In February, President Xi Jinping declared China as an extreme-poverty free country, prompting a frenzy of questions and analyses from critics around the world, who continue to question if the country’s standards are too low.

But not everyone has been quick to dismiss China’s self-declaration of victory — by Chinese standards — against destitution. Experts like Leah Lynch deputy director of Development Reimagined, a Beijing based organisation with expertise in international development and diplomacy, see the importance of drawing some lessons from the world’s most populous nation and customising their solutions for individual country needs.

“China’s model has worked well for China and cannot be replicated. However, I think it can be adapted for other countries because let’s not forget that, China is a very unique place with its own unique story to tell,” Lynch said

“It’s also key to remember that what China thinks when it talks about poverty and poverty eradication is very much focused on increasing incomes in the country,” she added.

The uniqueness begins with China’s definition of poverty which differs from that set by the World Bank.
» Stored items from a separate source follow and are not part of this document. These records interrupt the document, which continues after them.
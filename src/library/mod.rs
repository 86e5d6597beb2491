//! Book library
//!
//! Book records with inline content or an external document link, persisted
//! as a single list.

mod book;
mod store;

pub use book::{next_id, seed_books, Book, BookPatch};
pub use store::{BookRepository, STORAGE_KEY};
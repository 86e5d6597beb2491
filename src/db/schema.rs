//! Database schema initialization

use sqlx::SqlitePool;

use crate::error::Result;

/// Initialize the database schema
pub async fn initialize_schema(pool: &SqlitePool) -> Result<()> {
    sqlx::query(SCHEMA_SQL).execute(pool).await?;

    Ok(())
}

const SCHEMA_SQL: &str = r#"
-- Serialized blobs keyed by name (library records, per-title bookmarks)
CREATE TABLE IF NOT EXISTS kv_store (
    key TEXT PRIMARY KEY,
    value TEXT NOT NULL,
    updated_at TEXT NOT NULL DEFAULT (datetime('now'))
);
"#;
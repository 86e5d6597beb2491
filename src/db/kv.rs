//! Key-value blob storage

use anyhow::Result;
use sqlx::{SqliteConnection, SqliteExecutor, SqlitePool};

/// Whole-value key-value store on top of SQLite.
///
/// Writes always replace the complete value; there are no partial updates.
pub struct KvStore<'a> {
    pool: &'a SqlitePool,
}

async fn fetch_value<'e, E>(executor: E, key: &str) -> Result<Option<String>>
where
    E: SqliteExecutor<'e>,
{
    let row: Option<(String,)> = sqlx::query_as("SELECT value FROM kv_store WHERE key = ?")
        .bind(key)
        .fetch_optional(executor)
        .await?;

    Ok(row.map(|(value,)| value))
}

async fn store_value<'e, E>(executor: E, key: &str, value: &str) -> Result<()>
where
    E: SqliteExecutor<'e>,
{
    sqlx::query(
        r#"
        INSERT INTO kv_store (key, value, updated_at)
        VALUES (?, ?, datetime('now'))
        ON CONFLICT(key) DO UPDATE SET
            value = excluded.value,
            updated_at = excluded.updated_at
        "#,
    )
    .bind(key)
    .bind(value)
    .execute(executor)
    .await?;

    Ok(())
}

impl<'a> KvStore<'a> {
    pub fn new(pool: &'a SqlitePool) -> Self {
        Self { pool }
    }

    /// Get the raw value stored under `key`
    pub async fn get(&self, key: &str) -> Result<Option<String>> {
        fetch_value(self.pool, key).await
    }

    /// Store `value` under `key`, replacing any previous value
    pub async fn put(&self, key: &str, value: &str) -> Result<()> {
        store_value(self.pool, key, value).await
    }

    /// Read, transform and write back the value under `key` as one
    /// transaction.
    ///
    /// `f` gets the current value and returns the value to store (`None`
    /// leaves it untouched) along with its result. The write lock is taken up
    /// front with `BEGIN IMMEDIATE`, so concurrent modifications of the same
    /// key run one after another instead of overwriting each other.
    pub async fn modify<R, F>(&self, key: &str, f: F) -> Result<R>
    where
        F: FnOnce(Option<String>) -> Result<(Option<String>, R)> + Send + 'static,
        R: Send + 'static,
    {
        let pool = self.pool.clone();
        let key = key.to_owned();

        // Own task, so a dropped caller cannot return the connection to the
        // pool mid-transaction
        tokio::spawn(async move {
            let mut conn = pool.acquire().await?;
            sqlx::query("BEGIN IMMEDIATE").execute(&mut *conn).await?;

            let result = modify_locked(&mut conn, &key, f).await;
            let finish = if result.is_ok() { "COMMIT" } else { "ROLLBACK" };
            if let Err(e) = sqlx::query(finish).execute(&mut *conn).await {
                sqlx::query("ROLLBACK").execute(&mut *conn).await.ok();
                return Err(e.into());
            }

            result
        })
        .await?
    }
}

async fn modify_locked<R, F>(conn: &mut SqliteConnection, key: &str, f: F) -> Result<R>
where
    F: FnOnce(Option<String>) -> Result<(Option<String>, R)>,
{
    let current = fetch_value(&mut *conn, key).await?;
    let (next, output) = f(current)?;
    if let Some(value) = next {
        store_value(&mut *conn, key, &value).await?;
    }
    Ok(output)
}
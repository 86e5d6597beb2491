//! Document text sources
//!
//! Defines the source trait and the two ways of getting a document's plain
//! text: straight from the upstream export URL, or through a doc-proxy.

use std::time::Duration;

use async_trait::async_trait;
use thiserror::Error;

use super::export::export_url;

#[derive(Debug, Error)]
pub enum FetchError {
    #[error("upstream returned status {status}")]
    Upstream { status: u16 },

    #[error("request failed: {0}")]
    Transport(#[from] reqwest::Error),
}

/// Something that can turn a document URL into plain text
#[async_trait]
pub trait DocumentSource: Send + Sync {
    /// Fetch the document behind `url` as plain text
    async fn fetch_text(&self, url: &str) -> Result<String, FetchError>;
}

/// Fetches export URLs from the upstream host directly
#[derive(Clone)]
pub struct DocumentFetcher {
    client: reqwest::Client,
}

impl DocumentFetcher {
    pub fn new(timeout: Duration) -> Result<Self, FetchError> {
        let client = reqwest::Client::builder().timeout(timeout).build()?;
        Ok(Self { client })
    }

    /// Rewrite `url` to its export form and fetch it
    pub async fn fetch_export(&self, url: &str) -> Result<String, FetchError> {
        let export = export_url(url);
        tracing::debug!("Fetching document export {}", export);

        let response = self.client.get(&export).send().await?;
        let status = response.status();
        if !status.is_success() {
            return Err(FetchError::Upstream {
                status: status.as_u16(),
            });
        }

        Ok(response.text().await?)
    }
}

#[async_trait]
impl DocumentSource for DocumentFetcher {
    async fn fetch_text(&self, url: &str) -> Result<String, FetchError> {
        self.fetch_export(url).await
    }
}

/// Goes through a doc-proxy endpoint (`<proxy>?url=<source>`)
#[derive(Clone)]
pub struct ProxyClient {
    client: reqwest::Client,
    proxy_url: String,
}

impl ProxyClient {
    pub fn new(proxy_url: &str, timeout: Duration) -> Result<Self, FetchError> {
        let client = reqwest::Client::builder().timeout(timeout).build()?;
        Ok(Self {
            client,
            proxy_url: proxy_url.to_string(),
        })
    }

    fn request_url(&self, url: &str) -> String {
        format!("{}?url={}", self.proxy_url, urlencoding::encode(url))
    }
}

#[async_trait]
impl DocumentSource for ProxyClient {
    async fn fetch_text(&self, url: &str) -> Result<String, FetchError> {
        let response = self.client.get(self.request_url(url)).send().await?;
        let status = response.status();
        if !status.is_success() {
            return Err(FetchError::Upstream {
                status: status.as_u16(),
            });
        }

        Ok(response.text().await?)
    }
}

/// Mock source for testing
#[cfg(test)]
pub struct MockSource {
    pub response: Option<String>,
}

#[cfg(test)]
#[async_trait]
impl DocumentSource for MockSource {
    async fn fetch_text(&self, _url: &str) -> Result<String, FetchError> {
        self.response
            .clone()
            .ok_or(FetchError::Upstream { status: 404 })
    }
}
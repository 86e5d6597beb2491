//! Spring animation of the sliding content track

/// Default spring stiffness
pub const DEFAULT_STIFFNESS: f64 = 300.0;

/// Default damping coefficient
pub const DEFAULT_DAMPING: f64 = 30.0;

/// Distance and speed under which the spring snaps to rest
const REST_THRESHOLD: f64 = 0.5;

/// Largest integration step; longer frames are subdivided
const MAX_STEP_SECS: f64 = 1.0 / 120.0;

/// Damped spring driving the track offset toward the current page.
///
/// The position is confined to the track's terminal offsets, so repeated
/// input at the first or last page never overshoots past them.
#[derive(Debug, Clone, Copy, PartialEq)]
pub struct SpringMotion {
    position: f64,
    velocity: f64,
    target: f64,
    stiffness: f64,
    damping: f64,
    bounds: (f64, f64),
}

impl Default for SpringMotion {
    fn default() -> Self {
        Self::new(DEFAULT_STIFFNESS, DEFAULT_DAMPING)
    }
}

impl SpringMotion {
    pub fn new(stiffness: f64, damping: f64) -> Self {
        Self {
            position: 0.0,
            velocity: 0.0,
            target: 0.0,
            stiffness,
            damping,
            bounds: (0.0, 0.0),
        }
    }

    pub fn position(&self) -> f64 {
        self.position
    }

    pub fn target(&self) -> f64 {
        self.target
    }

    pub fn is_at_rest(&self) -> bool {
        self.position == self.target && self.velocity == 0.0
    }

    /// Aim at a new offset. `bounds` is `(min, max)` of reachable offsets.
    pub fn retarget(&mut self, target: f64, bounds: (f64, f64)) {
        let (min, max) = bounds;
        self.bounds = (min.min(max), max.max(min));
        self.target = target.clamp(self.bounds.0, self.bounds.1);
        self.position = self.position.clamp(self.bounds.0, self.bounds.1);
    }

    /// Jump straight to the target
    pub fn snap(&mut self) {
        self.position = self.target;
        self.velocity = 0.0;
    }

    /// Advance the simulation by `dt` seconds and return the new position
    pub fn advance(&mut self, dt: f64) -> f64 {
        if self.is_at_rest() || dt <= 0.0 {
            return self.position;
        }

        let mut remaining = dt;
        while remaining > 0.0 {
            let step = remaining.min(MAX_STEP_SECS);
            remaining -= step;

            let force = -self.stiffness * (self.position - self.target) - self.damping * self.velocity;
            self.velocity += force * step;
            self.position += self.velocity * step;

            let (min, max) = self.bounds;
            if self.position < min || self.position > max {
                self.position = self.position.clamp(min, max);
                self.velocity = 0.0;
            }

            if (self.position - self.target).abs() < REST_THRESHOLD
                && self.velocity.abs() < REST_THRESHOLD
            {
                self.snap();
                break;
            }
        }
        self.position
    }
}
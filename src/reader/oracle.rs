//! Headless text flow oracle
//!
//! Approximates what a browser's multi-column layout does with the reader
//! markup: a title block, one block per paragraph with bottom spacing and
//! `break-inside: avoid`, and a trailing end-of-book block, filled column by
//! column (`column-fill: auto`). Line breaking is greedy over whitespace with
//! wide glyphs (Hangul, CJK, fullwidth forms) at a full em and everything else
//! at a fraction of it.

use super::flow::{FlowRequest, LayoutOracle};

/// Spacing below each paragraph
const PARAGRAPH_SPACING: f64 = 24.0;

/// First-line indent of a paragraph
const PARAGRAPH_INDENT: f64 = 4.0;

/// Title line box: 24px text at 32px line height
const TITLE_LINE_BOX: f64 = 32.0;
const TITLE_FONT_SIZE: f64 = 24.0;

/// Title margin, rule, and rule margin
const TITLE_DECORATION: f64 = 16.0 + 4.0;
const TITLE_SPACING: f64 = 48.0;

/// End-of-book block height relative to the column height
const END_BLOCK_FRACTION: f64 = 0.3;

/// Glyph advances as fractions of the font size
#[derive(Debug, Clone, Copy)]
struct GlyphMetrics {
    narrow: f64,
    wide: f64,
    space: f64,
}

impl Default for GlyphMetrics {
    fn default() -> Self {
        Self {
            narrow: 0.55,
            wide: 1.0,
            space: 0.3,
        }
    }
}

impl GlyphMetrics {
    fn advance(&self, ch: char, font_size: f64) -> f64 {
        if is_wide(ch) {
            self.wide * font_size
        } else {
            self.narrow * font_size
        }
    }
}

fn is_wide(ch: char) -> bool {
    matches!(ch as u32,
        0x1100..=0x11FF
        | 0x2E80..=0x303F
        | 0x3040..=0x30FF
        | 0x3130..=0x318F
        | 0x3400..=0x4DBF
        | 0x4E00..=0x9FFF
        | 0xAC00..=0xD7A3
        | 0xF900..=0xFAFF
        | 0xFF00..=0xFF60
        | 0xFFE0..=0xFFE6)
}

/// Greedy line breaker state
struct LineBreaker {
    max_width: f64,
    line_width: f64,
    lines: u32,
}

impl LineBreaker {
    fn new(max_width: f64, first_line_offset: f64) -> Self {
        Self {
            max_width,
            line_width: first_line_offset,
            lines: 1,
        }
    }

    fn push_word(&mut self, glyphs: &[f64], space: f64) {
        let word_width: f64 = glyphs.iter().sum();
        let needs_space = self.line_width > 0.0;
        let lead = if needs_space { space } else { 0.0 };

        if self.line_width + lead + word_width <= self.max_width {
            self.line_width += lead + word_width;
            return;
        }

        if needs_space && word_width <= self.max_width {
            self.lines += 1;
            self.line_width = word_width;
            return;
        }

        // Word longer than a line: break between glyphs
        if needs_space {
            self.line_width += lead;
        }
        for &glyph in glyphs {
            if self.line_width + glyph > self.max_width && self.line_width > 0.0 {
                self.lines += 1;
                self.line_width = 0.0;
            }
            self.line_width += glyph;
        }
    }
}

/// Lays out reader content without a rendering engine
#[derive(Debug, Clone, Default)]
pub struct TextFlowOracle {
    metrics: GlyphMetrics,
}

impl TextFlowOracle {
    /// Number of lines `text` takes at `max_width`
    pub fn line_count(&self, text: &str, font_size: f64, max_width: f64, indent: f64) -> u32 {
        let mut breaker = LineBreaker::new(max_width, indent);
        let space = self.metrics.space * font_size;
        let mut glyphs = Vec::new();

        for word in text.split_whitespace() {
            glyphs.clear();
            glyphs.extend(word.chars().map(|ch| self.metrics.advance(ch, font_size)));
            breaker.push_word(&glyphs, space);
        }
        breaker.lines
    }

    /// Count the columns the request's content fills
    pub fn column_count(&self, request: &FlowRequest<'_>) -> u32 {
        let width = f64::from(request.column_width);
        let height = f64::from(request.column_height);
        let font_size = f64::from(request.typography.font_size());
        let line_box = request.typography.line_box();

        let mut columns = ColumnFill::new(height);

        let title_lines = self.line_count(request.title, TITLE_FONT_SIZE, width, 0.0);
        columns.place(
            f64::from(title_lines) * TITLE_LINE_BOX + TITLE_DECORATION,
            TITLE_SPACING,
        );

        for paragraph in request.paragraphs {
            let lines = self.line_count(paragraph, font_size, width, PARAGRAPH_INDENT);
            columns.place(f64::from(lines) * line_box, PARAGRAPH_SPACING);
        }

        columns.place(height * END_BLOCK_FRACTION, 0.0);
        columns.count
    }
}

/// Sequential column filling with unbreakable blocks
struct ColumnFill {
    height: f64,
    used: f64,
    count: u32,
}

impl ColumnFill {
    fn new(height: f64) -> Self {
        Self {
            height,
            used: 0.0,
            count: 1,
        }
    }

    fn place(&mut self, block: f64, spacing: f64) {
        if self.used > 0.0 && self.used + block > self.height {
            self.count += 1;
            self.used = 0.0;
        }

        // Blocks taller than a column are fragmented anyway
        self.used += block;
        while self.used > self.height {
            self.count += 1;
            self.used -= self.height;
        }

        // Margins are truncated at column breaks
        self.used = (self.used + spacing).min(self.height);
    }
}

impl LayoutOracle for TextFlowOracle {
    fn rendered_extent(&mut self, request: &FlowRequest<'_>) -> Option<f64> {
        if request.column_width == 0 || request.column_height == 0 {
            return None;
        }

        let columns = self.column_count(request);
        let gap = f64::from(request.gap);

        // Under a forced container the renderer fits as many columns as it can
        // and stretches them to fill the width; overflow continues at that width.
        let used_width = match request.container_width {
            Some(container) => {
                let container = f64::from(container);
                let pitch = f64::from(request.column_width) + gap;
                let fitted = ((container + gap) / pitch).floor().max(1.0);
                (container - (fitted - 1.0) * gap) / fitted
            }
            None => f64::from(request.column_width),
        };

        let columns = f64::from(columns);
        Some(columns * used_width + (columns - 1.0) * gap)
    }
}

#[cfg(test)]
mod tests {
    use super::*;
    use crate::reader::flow::{estimate_column_count, pinned_width};
    use crate::reader::typography::Typography;

    fn request<'a>(paragraphs: &'a [String], width: u32, height: u32) -> FlowRequest<'a> {
        FlowRequest {
            title: "Title",
            paragraphs,
            typography: Typography::default(),
            column_width: width,
            column_height: height,
            gap: 40,
            container_width: None,
        }
    }

    #[test]
    fn test_line_count_wraps_words() {
        let oracle = TextFlowOracle::default();
        // 20px font: narrow glyph 11px, space 6px
        assert_eq!(oracle.line_count("abc", 20.0, 100.0, 0.0), 1);
        // "abcd efgh" = 44 + 6 + 44 = 94 fits in 100
        assert_eq!(oracle.line_count("abcd efgh", 20.0, 100.0, 0.0), 1);
        assert_eq!(oracle.line_count("abcd efgh ijkl", 20.0, 100.0, 0.0), 2);
    }

    #[test]
    fn test_line_count_wide_glyphs() {
        let oracle = TextFlowOracle::default();
        // Five Hangul syllables at 20px each exactly fill 100px
        assert_eq!(oracle.line_count("가나다라마", 20.0, 100.0, 0.0), 1);
        assert_eq!(oracle.line_count("가나다라마바", 20.0, 100.0, 0.0), 2);
    }

    #[test]
    fn test_long_word_breaks_between_glyphs() {
        let oracle = TextFlowOracle::default();
        let word = "가".repeat(25);
        assert_eq!(oracle.line_count(&word, 20.0, 100.0, 0.0), 5);
    }

    #[test]
    fn test_empty_paragraph_takes_one_line() {
        let oracle = TextFlowOracle::default();
        assert_eq!(oracle.line_count("", 20.0, 100.0, 0.0), 1);
    }

    #[test]
    fn test_more_text_more_columns() {
        let mut oracle = TextFlowOracle::default();
        let short: Vec<String> = vec!["짧은 문단입니다.".to_string()];
        let long: Vec<String> = (0..200)
            .map(|i| format!("{}번째 문단은 조금 더 긴 문장으로 이루어져 있습니다.", i))
            .collect();

        let short_extent = oracle.rendered_extent(&request(&short, 400, 600)).unwrap();
        let long_extent = oracle.rendered_extent(&request(&long, 400, 600)).unwrap();

        assert_eq!(short_extent, 400.0);
        assert!(long_extent > short_extent);
        let columns = estimate_column_count(long_extent, 400, 40);
        assert_eq!(long_extent, f64::from(pinned_width(columns, 400, 40).unwrap()));
    }

    #[test]
    fn test_pinned_container_preserves_column_width() {
        let mut oracle = TextFlowOracle::default();
        let paragraphs: Vec<String> = (0..50).map(|i| format!("paragraph {}", i)).collect();

        let free = oracle.rendered_extent(&request(&paragraphs, 480, 500)).unwrap();
        let columns = estimate_column_count(free, 480, 40);

        let mut pinned = request(&paragraphs, 480, 500);
        pinned.container_width = pinned_width(columns, 480, 40);
        let forced = oracle.rendered_extent(&pinned).unwrap();
        assert_eq!(free, forced);
    }

    #[test]
    fn test_degenerate_request_is_not_settled() {
        let mut oracle = TextFlowOracle::default();
        let paragraphs = vec!["text".to_string()];
        assert!(oracle.rendered_extent(&request(&paragraphs, 0, 500)).is_none());
        assert!(oracle.rendered_extent(&request(&paragraphs, 400, 0)).is_none());
    }
}
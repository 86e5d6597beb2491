//! Column geometry

use serde::{Deserialize, Serialize};

use super::viewport::{Viewport, COLUMN_GAP};

/// Header/footer chrome reserved in single-column mode
const SINGLE_COLUMN_PADDING: i64 = 40;

/// Header/footer chrome reserved in two-column mode
const TWO_COLUMN_PADDING: i64 = 80;

/// Extra breathing room under the column
const COLUMN_BOTTOM_SLACK: i64 = 20;

/// Per-column dimensions derived from a viewport
#[derive(Debug, Clone, Copy, PartialEq, Eq, Serialize, Deserialize)]
#[serde(rename_all = "camelCase")]
pub struct ColumnGeometry {
    pub column_width: u32,
    pub column_height: u32,
    pub columns_per_page: u32,
    pub gap: u32,
}

impl ColumnGeometry {
    pub fn is_two_column(&self) -> bool {
        self.columns_per_page == 2
    }

    /// Horizontal offset between adjacent pages
    pub fn stride(&self) -> u32 {
        self.column_width
            .saturating_add(self.gap)
            .saturating_mul(self.columns_per_page)
    }

    /// A geometry with no area must never reach the renderer
    pub fn is_degenerate(&self) -> bool {
        self.column_width == 0 || self.column_height == 0
    }
}

/// Derive column geometry from a viewport.
pub fn compute_geometry(viewport: &Viewport) -> ColumnGeometry {
    let usable_width = i64::from(viewport.usable_width);
    let gap = i64::from(COLUMN_GAP);

    let (column_width, columns_per_page, padding) = if viewport.is_two_column {
        ((usable_width - gap).div_euclid(2), 2, TWO_COLUMN_PADDING)
    } else {
        (usable_width, 1, SINGLE_COLUMN_PADDING)
    };
    let column_height = i64::from(viewport.usable_height) - padding - COLUMN_BOTTOM_SLACK;

    ColumnGeometry {
        column_width: u32::try_from(column_width).unwrap_or(0),
        column_height: u32::try_from(column_height).unwrap_or(0),
        columns_per_page,
        gap: COLUMN_GAP,
    }
}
With a poverty line that has continuously shifted in the last four decades, recent years have seen China’s parameters of poverty focus on rural dwellers living under $1.69 a day, a benchmark that’s still lower than that of the World Bank’s standard of $1.90 a day.

Photo: Xinhua News Agency

Meanwhile targeted strategies that have identified and customised poverty reduction solutions have also been employed by China in the country’s efforts to improve living standards for its poorest citizens.

“You had two to three million officials stationed in these identified and clearly defined poverty villages and areas, going from house to house to register household possessions of what people had and what they needed,” said Michael Hermann who has for the past 5 years worked as the China country representative of Humana People-to-People, a network of organisations engaged in international solidarity, cooperation and development in Africa, the Americas, Asia and Europe.

Currently, classified as an upper-middle-income country by the World Bank, China is reported to have lifted nearly 800 million people — 70% of the global poorest — out of destitution since the country began its efforts of reform and opening up in 1978.

The most notable progress seems to have come under president Xi who came to power in 2012. Under his leadership, Xinhua News agency, reports that nearly 100 million rural residents living below the current poverty line have been able to shake off absolute poverty particularly “after eight years of arduous efforts”.